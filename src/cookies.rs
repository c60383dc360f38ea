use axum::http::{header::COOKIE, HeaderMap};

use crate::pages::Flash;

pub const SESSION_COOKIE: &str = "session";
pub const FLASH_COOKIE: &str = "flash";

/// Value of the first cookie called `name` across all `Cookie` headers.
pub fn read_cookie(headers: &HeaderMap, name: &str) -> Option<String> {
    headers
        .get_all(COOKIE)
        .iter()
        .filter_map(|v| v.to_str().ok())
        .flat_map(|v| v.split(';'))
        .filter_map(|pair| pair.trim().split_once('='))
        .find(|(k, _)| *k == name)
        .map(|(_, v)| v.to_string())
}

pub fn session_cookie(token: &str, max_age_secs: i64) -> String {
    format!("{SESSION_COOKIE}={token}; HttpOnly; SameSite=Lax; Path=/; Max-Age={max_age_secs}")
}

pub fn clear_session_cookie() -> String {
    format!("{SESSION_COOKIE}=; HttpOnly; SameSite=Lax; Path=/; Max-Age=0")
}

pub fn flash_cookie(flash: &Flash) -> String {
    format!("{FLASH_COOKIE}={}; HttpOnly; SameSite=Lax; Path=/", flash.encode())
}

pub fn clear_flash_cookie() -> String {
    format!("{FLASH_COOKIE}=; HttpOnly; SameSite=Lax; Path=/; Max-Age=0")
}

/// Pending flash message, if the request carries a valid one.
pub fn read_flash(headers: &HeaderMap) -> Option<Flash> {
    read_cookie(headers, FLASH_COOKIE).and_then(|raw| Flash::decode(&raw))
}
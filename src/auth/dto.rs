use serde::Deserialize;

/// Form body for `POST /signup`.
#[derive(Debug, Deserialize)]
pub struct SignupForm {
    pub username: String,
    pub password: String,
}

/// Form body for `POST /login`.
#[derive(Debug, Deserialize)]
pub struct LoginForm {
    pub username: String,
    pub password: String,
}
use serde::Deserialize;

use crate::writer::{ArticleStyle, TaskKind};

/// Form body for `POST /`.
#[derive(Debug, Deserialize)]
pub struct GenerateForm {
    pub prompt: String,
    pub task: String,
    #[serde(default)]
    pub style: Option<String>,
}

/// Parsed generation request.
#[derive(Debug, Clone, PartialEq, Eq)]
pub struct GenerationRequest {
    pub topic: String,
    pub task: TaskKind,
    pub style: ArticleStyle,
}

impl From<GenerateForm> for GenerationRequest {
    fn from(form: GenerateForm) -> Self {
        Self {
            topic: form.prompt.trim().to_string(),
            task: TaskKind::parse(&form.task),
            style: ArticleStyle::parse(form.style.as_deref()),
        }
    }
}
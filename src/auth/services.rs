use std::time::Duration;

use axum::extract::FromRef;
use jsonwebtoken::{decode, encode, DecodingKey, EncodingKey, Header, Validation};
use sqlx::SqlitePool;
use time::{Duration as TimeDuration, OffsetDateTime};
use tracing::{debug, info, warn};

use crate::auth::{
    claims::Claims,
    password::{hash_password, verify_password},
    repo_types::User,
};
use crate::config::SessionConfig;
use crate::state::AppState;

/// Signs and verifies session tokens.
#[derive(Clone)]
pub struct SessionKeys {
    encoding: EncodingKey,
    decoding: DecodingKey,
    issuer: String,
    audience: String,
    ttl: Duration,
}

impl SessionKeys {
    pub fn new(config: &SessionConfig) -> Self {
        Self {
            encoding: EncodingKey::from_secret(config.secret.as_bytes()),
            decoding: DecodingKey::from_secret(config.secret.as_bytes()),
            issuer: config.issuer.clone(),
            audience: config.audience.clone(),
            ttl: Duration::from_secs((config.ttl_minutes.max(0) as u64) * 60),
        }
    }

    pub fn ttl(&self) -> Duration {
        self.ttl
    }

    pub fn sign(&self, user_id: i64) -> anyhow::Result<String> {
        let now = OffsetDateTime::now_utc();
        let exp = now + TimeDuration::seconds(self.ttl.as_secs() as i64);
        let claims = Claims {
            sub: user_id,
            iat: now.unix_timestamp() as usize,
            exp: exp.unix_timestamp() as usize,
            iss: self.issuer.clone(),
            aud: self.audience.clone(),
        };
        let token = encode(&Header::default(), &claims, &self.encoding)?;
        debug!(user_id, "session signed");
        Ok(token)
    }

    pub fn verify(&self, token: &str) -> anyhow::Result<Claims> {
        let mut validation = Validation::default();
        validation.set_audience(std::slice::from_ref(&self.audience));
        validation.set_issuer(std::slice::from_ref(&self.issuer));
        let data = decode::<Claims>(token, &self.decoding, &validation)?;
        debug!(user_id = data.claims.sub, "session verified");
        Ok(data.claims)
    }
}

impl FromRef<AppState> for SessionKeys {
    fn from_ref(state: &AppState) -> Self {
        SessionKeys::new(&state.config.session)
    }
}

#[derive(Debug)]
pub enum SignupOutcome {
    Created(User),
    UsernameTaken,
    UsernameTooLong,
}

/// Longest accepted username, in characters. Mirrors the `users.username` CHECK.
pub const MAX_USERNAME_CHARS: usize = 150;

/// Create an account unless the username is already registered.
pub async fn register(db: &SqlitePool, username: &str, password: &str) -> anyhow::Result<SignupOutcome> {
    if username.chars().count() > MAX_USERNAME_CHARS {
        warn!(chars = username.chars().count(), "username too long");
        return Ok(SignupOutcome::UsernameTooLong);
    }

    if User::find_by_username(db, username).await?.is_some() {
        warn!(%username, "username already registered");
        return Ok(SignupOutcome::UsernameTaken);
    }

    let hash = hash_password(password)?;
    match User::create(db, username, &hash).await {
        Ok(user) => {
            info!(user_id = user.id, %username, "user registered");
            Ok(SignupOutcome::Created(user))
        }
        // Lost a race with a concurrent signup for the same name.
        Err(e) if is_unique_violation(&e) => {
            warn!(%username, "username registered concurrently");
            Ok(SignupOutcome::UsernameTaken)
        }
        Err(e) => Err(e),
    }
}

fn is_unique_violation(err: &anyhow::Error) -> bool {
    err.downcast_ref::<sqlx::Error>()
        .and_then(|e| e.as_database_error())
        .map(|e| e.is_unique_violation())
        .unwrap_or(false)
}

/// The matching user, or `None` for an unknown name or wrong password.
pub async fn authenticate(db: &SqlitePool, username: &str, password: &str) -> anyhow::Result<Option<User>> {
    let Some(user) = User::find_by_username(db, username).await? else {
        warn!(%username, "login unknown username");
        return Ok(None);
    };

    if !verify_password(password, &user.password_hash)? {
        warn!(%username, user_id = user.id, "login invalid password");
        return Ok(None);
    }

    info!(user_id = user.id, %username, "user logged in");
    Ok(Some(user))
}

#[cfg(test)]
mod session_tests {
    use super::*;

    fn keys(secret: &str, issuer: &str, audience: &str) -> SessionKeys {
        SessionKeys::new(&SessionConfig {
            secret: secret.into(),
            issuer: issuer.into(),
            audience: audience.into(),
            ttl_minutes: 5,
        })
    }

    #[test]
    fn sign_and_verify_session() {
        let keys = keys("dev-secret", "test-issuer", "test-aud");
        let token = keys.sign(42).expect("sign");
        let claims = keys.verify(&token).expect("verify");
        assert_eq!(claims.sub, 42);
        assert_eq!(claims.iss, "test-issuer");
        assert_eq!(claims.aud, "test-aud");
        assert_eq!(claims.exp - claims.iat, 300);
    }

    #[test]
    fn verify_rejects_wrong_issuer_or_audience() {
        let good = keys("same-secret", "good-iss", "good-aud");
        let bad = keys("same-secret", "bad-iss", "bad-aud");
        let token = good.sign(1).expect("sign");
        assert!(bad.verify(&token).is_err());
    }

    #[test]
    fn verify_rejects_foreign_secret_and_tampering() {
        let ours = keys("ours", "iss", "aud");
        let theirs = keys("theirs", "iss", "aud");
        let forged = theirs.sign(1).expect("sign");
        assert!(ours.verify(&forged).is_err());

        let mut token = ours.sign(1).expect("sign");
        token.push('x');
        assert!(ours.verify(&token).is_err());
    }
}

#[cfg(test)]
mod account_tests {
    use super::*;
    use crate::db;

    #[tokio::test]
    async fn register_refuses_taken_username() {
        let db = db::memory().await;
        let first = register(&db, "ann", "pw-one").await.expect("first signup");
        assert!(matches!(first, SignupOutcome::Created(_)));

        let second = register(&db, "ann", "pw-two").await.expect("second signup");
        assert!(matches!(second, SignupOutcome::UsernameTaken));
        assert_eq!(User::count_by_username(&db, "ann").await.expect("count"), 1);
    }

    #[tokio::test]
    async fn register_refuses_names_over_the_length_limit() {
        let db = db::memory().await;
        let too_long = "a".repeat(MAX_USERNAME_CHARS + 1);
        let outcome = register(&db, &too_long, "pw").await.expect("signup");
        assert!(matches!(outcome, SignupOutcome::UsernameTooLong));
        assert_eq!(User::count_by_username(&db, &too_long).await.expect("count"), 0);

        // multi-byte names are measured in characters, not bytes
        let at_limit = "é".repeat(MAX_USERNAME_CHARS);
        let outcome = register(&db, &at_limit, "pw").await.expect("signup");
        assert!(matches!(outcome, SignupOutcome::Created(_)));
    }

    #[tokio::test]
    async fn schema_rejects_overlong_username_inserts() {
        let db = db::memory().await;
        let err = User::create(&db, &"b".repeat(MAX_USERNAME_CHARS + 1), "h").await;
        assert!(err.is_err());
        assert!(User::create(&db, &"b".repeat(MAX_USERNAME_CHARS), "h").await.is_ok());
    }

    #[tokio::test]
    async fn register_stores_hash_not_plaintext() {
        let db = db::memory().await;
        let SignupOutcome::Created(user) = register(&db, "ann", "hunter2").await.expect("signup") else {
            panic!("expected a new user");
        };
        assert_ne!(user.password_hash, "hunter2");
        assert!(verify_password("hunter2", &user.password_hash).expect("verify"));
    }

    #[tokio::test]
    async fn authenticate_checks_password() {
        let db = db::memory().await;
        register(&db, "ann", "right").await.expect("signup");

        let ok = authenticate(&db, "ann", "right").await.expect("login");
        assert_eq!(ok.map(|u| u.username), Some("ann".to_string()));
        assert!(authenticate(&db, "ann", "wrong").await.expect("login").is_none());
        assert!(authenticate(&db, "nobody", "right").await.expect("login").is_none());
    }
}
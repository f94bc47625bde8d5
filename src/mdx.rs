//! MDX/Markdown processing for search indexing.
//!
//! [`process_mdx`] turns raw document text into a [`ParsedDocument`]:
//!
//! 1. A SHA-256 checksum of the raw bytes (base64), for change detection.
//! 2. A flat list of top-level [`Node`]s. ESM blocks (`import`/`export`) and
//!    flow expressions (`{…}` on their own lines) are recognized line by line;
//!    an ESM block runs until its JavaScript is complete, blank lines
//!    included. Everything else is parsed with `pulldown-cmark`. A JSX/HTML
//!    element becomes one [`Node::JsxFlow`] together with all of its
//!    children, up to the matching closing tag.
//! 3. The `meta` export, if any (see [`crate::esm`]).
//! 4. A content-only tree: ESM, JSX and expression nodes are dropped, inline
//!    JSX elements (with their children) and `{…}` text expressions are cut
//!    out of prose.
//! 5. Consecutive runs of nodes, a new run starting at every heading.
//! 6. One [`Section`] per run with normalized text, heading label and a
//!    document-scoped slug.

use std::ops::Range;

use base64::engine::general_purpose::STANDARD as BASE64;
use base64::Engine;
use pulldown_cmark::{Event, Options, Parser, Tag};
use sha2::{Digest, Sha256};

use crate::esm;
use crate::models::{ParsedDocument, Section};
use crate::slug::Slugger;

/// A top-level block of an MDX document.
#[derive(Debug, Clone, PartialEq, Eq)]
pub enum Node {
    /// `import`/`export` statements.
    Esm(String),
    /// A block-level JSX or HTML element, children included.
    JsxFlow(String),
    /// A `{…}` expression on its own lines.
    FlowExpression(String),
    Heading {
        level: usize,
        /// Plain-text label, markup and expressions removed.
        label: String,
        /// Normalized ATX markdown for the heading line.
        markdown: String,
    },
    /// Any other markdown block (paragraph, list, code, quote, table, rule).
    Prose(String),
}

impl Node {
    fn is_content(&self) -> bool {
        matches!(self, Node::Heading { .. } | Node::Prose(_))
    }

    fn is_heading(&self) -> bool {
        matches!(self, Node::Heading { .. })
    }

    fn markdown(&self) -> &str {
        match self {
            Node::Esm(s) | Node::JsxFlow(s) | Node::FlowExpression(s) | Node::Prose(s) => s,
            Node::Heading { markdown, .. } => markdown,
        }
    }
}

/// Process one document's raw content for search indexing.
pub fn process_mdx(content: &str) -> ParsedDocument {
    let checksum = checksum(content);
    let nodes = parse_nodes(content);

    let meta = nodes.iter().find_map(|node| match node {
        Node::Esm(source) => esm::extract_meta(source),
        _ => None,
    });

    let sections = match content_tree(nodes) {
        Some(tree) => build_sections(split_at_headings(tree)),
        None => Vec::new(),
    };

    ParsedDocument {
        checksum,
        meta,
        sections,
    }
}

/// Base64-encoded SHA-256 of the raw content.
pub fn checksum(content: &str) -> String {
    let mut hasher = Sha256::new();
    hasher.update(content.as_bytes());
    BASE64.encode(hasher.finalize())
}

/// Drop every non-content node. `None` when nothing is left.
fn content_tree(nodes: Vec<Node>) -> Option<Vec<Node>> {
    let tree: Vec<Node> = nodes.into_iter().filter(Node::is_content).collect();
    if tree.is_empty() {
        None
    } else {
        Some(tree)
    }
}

• **DIRECTIONS**
Show the lines of the records above that mention "OffsetDateTime".

• **ANSWER TO THIS EXERCISE**
use time::{Duration as TimeDuration, OffsetDateTime};
        let now = OffsetDateTime::now_utc();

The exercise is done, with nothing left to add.